A new study has found nervous system receptors that cause pain in functional bowel disease that may lead to the development of therapies to treat the condition.
Problems related to functional colopathy may become a distant memory. Flinders University researchers (Australia) have identified the nervous system receptors responsible for this disease, as well as a possible link between itchy skin and intestinal pain. With their findings, they hope to develop a therapy capable of treating the 11% of the world’s population suffering from functional colopathy.
Researchers from SAHMRI (South Australian Health and Medical Research Institute), located in Adelaide, South Australia, have discovered that receptors that trigger skin itch also exist in the human gut and activate neurons that lead to functional colopathy. They also figured out that these “itch” receptors are more likely to be present in people with this condition than in healthy ones, which means more neurons are activated and cause a feeling of pain.

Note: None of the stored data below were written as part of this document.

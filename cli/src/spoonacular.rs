use std::time::Duration;

use anyhow::{Context, Result};
use serde::de::DeserializeOwned;

use recipe_search_core::error::NetworkError;
use recipe_search_core::models::Recipe;
use recipe_search_core::service::RecipeSource;
use recipe_search_core::spoonacular::{BASE_URL, RandomResponse, SearchResponse, data_to_recipe};

/// How many recipes `random` returns for the popular list.
const POPULAR_COUNT: &str = "10";

pub struct SpoonacularClient {
    client: reqwest::Client,
    api_key: String,
    base_url: String,
}

impl SpoonacularClient {
    pub fn new(api_key: String) -> Result<Self> {
        let client = reqwest::Client::builder()
            .user_agent(format!("recipe-search/{}", env!("CARGO_PKG_VERSION")))
            .timeout(Duration::from_secs(10))
            .connect_timeout(Duration::from_secs(5))
            .build()
            .context("Failed to build HTTP client")?;
        Ok(Self {
            client,
            api_key,
            base_url: BASE_URL.to_string(),
        })
    }

    fn endpoint(&self, path: &str) -> String {
        format!("{}{path}", self.base_url)
    }

    async fn get<T: DeserializeOwned>(
        &self,
        path: &str,
        params: &[(&str, &str)],
    ) -> Result<T, NetworkError> {
        let resp = self
            .client
            .get(self.endpoint(path))
            .query(params)
            .query(&[("apiKey", self.api_key.as_str())])
            .send()
            .await
            .map_err(|e| NetworkError::Unreachable(e.to_string()))?;

        let status = resp.status();
        if !status.is_success() {
            return Err(NetworkError::ServerError(status.as_u16()));
        }

        resp.json()
            .await
            .map_err(|e| NetworkError::Unreachable(format!("unreadable response: {e}")))
    }

    pub async fn search_async(&self, query: &str) -> Result<Vec<Recipe>, NetworkError> {
        let data: SearchResponse = self
            .get(
                "complexSearch",
                &[("query", query), ("addRecipeInformation", "true")],
            )
            .await?;
        Ok(data.results.into_iter().map(data_to_recipe).collect())
    }

    pub async fn popular_async(&self) -> Result<Vec<Recipe>, NetworkError> {
        let data: RandomResponse = self.get("random", &[("number", POPULAR_COUNT)]).await?;
        Ok(data.recipes.into_iter().map(data_to_recipe).collect())
    }
}

impl RecipeSource for SpoonacularClient {
    async fn search(&self, query: &str) -> Result<Vec<Recipe>, NetworkError> {
        self.search_async(query).await
    }

    async fn popular(&self) -> Result<Vec<Recipe>, NetworkError> {
        self.popular_async().await
    }
}

#[cfg(test)]
mod tests {
    use super::*;

    fn client() -> SpoonacularClient {
        SpoonacularClient::new(std::env::var("SPOONACULAR_API_KEY").unwrap_or_default()).unwrap()
    }

    #[test]
    fn test_endpoint() {
        let c = client();
        assert_eq!(
            c.endpoint("complexSearch"),
            "https://api.spoonacular.com/recipes/complexSearch"
        );
    }

    #[tokio::test]
    async fn test_unreachable_host_maps_to_unreachable() {
        let mut c = client();
        // Port 9 (discard) on localhost refuses connections
        c.base_url = "http://127.0.0.1:9/".to_string();
        let err = c.search_async("pasta").await.unwrap_err();
        assert!(matches!(err, NetworkError::Unreachable(_)));
    }

    // --- Integration tests (hit the real Spoonacular API) ---

    #[tokio::test]
    #[ignore = "hits Spoonacular API; needs SPOONACULAR_API_KEY"]
    async fn test_search_returns_results() {
        let results = client().search_async("pasta").await.unwrap();
        assert!(!results.is_empty());
        for r in &results {
            assert!(r.id > 0);
            assert!(!r.is_favourite);
        }
    }

    #[tokio::test]
    #[ignore = "hits Spoonacular API; needs SPOONACULAR_API_KEY"]
    async fn test_popular_returns_ten() {
        let results = client().popular_async().await.unwrap();
        assert_eq!(results.len(), 10);
    }

    #[tokio::test]
    #[ignore = "hits Spoonacular API"]
    async fn test_bad_key_is_server_error() {
        let c = SpoonacularClient::new("not-a-key".to_string()).unwrap();
        let err = c.popular_async().await.unwrap_err();
        assert!(matches!(err, NetworkError::ServerError(401)));
    }
}
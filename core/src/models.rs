use serde::{Deserialize, Serialize};

/// Ready time shown when the remote source doesn't know it.
pub const DEFAULT_READY_MINUTES: i64 = 25;

#[derive(Debug, Clone, PartialEq, Eq, Serialize, Deserialize)]
pub struct Recipe {
    pub id: i64,
    #[serde(default)]
    pub image_url: String,
    #[serde(default)]
    pub title: String,
    /// Raw value from the source; 0 means unknown.
    #[serde(default)]
    pub ready_in_minutes: i64,
    #[serde(default)]
    pub is_favourite: bool,
}

impl Recipe {
    /// Minutes to display, substituting the default for an unknown (0) value.
    #[must_use]
    pub fn display_ready_minutes(&self) -> i64 {
        if self.ready_in_minutes > 0 {
            self.ready_in_minutes
        } else {
            DEFAULT_READY_MINUTES
        }
    }

    #[must_use]
    pub fn with_favourite(mut self, is_favourite: bool) -> Self {
        self.is_favourite = is_favourite;
        self
    }
}

/// Persisted row for a favourited recipe. Exists iff the recipe is a favourite.
#[derive(Debug, Clone, PartialEq, Eq, Serialize, Deserialize)]
pub struct FavoriteRecord {
    pub id: i64,
    pub image_url: String,
    pub title: String,
    pub ready_in_minutes: i64,
    #[serde(default)]
    pub favourited_at: String,
}

impl FavoriteRecord {
    #[must_use]
    pub fn into_recipe(self) -> Recipe {
        Recipe {
            id: self.id,
            image_url: self.image_url,
            title: self.title,
            ready_in_minutes: self.ready_in_minutes,
            is_favourite: true,
        }
    }
}

impl From<&Recipe> for FavoriteRecord {
    fn from(r: &Recipe) -> Self {
        FavoriteRecord {
            id: r.id,
            image_url: r.image_url.clone(),
            title: r.title.clone(),
            ready_in_minutes: r.ready_in_minutes,
            favourited_at: String::new(),
        }
    }
}

/// Trim and lowercase a query, falling back to `default_term` when blank.
#[must_use]
pub fn normalize_query(text: &str, default_term: &str) -> String {
    let q = text.trim().to_lowercase();
    if q.is_empty() {
        default_term.to_string()
    } else {
        q
    }
}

Soon new ways to treat functional colopathy
Professor Stuart Brierley, from the National Health and Medical Research Council (NHMRC) and Matthew Flinders, his gastrointestinal neuroscience research partner, say the discovery may offer another way to target the cause rather than just treating the symptoms by prescribing opioids.
According to them, it will not be long before people with functional colopathy can take an oral medication and get rid of this disease. Researchers point out that people with this syndrome experience rewiring of the nervous system, which creates the pain, when in reality it shouldn’t. Pain is triggered when itch receptors and TRPA1 receptors (also called wasabi receptor) in the nervous system react together.

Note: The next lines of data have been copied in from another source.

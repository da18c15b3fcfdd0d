use anyhow::{Result, bail};

use recipe_search_core::models::Recipe;
use recipe_search_core::state::BrowseState;

use super::Engine;

/// Locate a recipe among the published lists, search results first.
pub(crate) fn find_recipe(state: &BrowseState, id: i64) -> Option<Recipe> {
    state
        .search
        .find(id)
        .or_else(|| state.popular.find(id))
        .or_else(|| state.favorites.find(id))
        .cloned()
}

fn report(recipe: &Recipe, json: bool) -> Result<()> {
    if json {
        println!("{}", serde_json::to_string_pretty(recipe)?);
    } else if recipe.is_favourite {
        println!("Added to favourites: {} (id: {})", recipe.title, recipe.id);
    } else {
        println!("Removed from favourites: {} (id: {})", recipe.title, recipe.id);
    }
    Ok(())
}

pub(crate) async fn cmd_toggle(
    engine: &Engine,
    id: i64,
    query: Option<String>,
    json: bool,
) -> Result<()> {
    let loads = [
        engine.load_favourites(),
        engine.load_popular(),
        engine.search_now(query.unwrap_or_default()),
    ];
    for load in loads {
        load.await?;
    }

    let state = engine.snapshot();
    let Some(recipe) = find_recipe(&state, id) else {
        if let Some(error) = state.search.error.or(state.popular.error) {
            bail!("Recipe {id} not found ({error})");
        }
        bail!("Recipe {id} not found in popular recipes, search results or favourites. Try --query");
    };

    let updated = engine.toggle_favourite(recipe).await?;
    report(&updated, json)
}

pub(crate) async fn cmd_unfavourite(engine: &Engine, id: i64, json: bool) -> Result<()> {
    engine.load_favourites().await?;

    let state = engine.snapshot();
    if let Some(error) = state.favorites.error {
        bail!("{error}");
    }
    let Some(recipe) = state.favorites.find(id).cloned() else {
        bail!("Recipe {id} is not a favourite");
    };

    let updated = engine.remove_favourite(recipe).await?;
    report(&updated, json)
}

The team of researchers began by wondering how the nerves in the gut fire to cause pain, in order to find potential solutions. According to Professor Brierley, director of the Visceral Pain Research Group at SAHMRI, “Pain is triggered when itch receptors and wasabi receptors in the nervous system respond to certain foods.”
With the new discovery at hand, scientists can now find ways to block these receptors and thus prevent the “gut itch” signal from traveling from the gut to the brain. “It will be a much better solution than the problems currently posed by opioid treatments,” concludes Professor Brierley.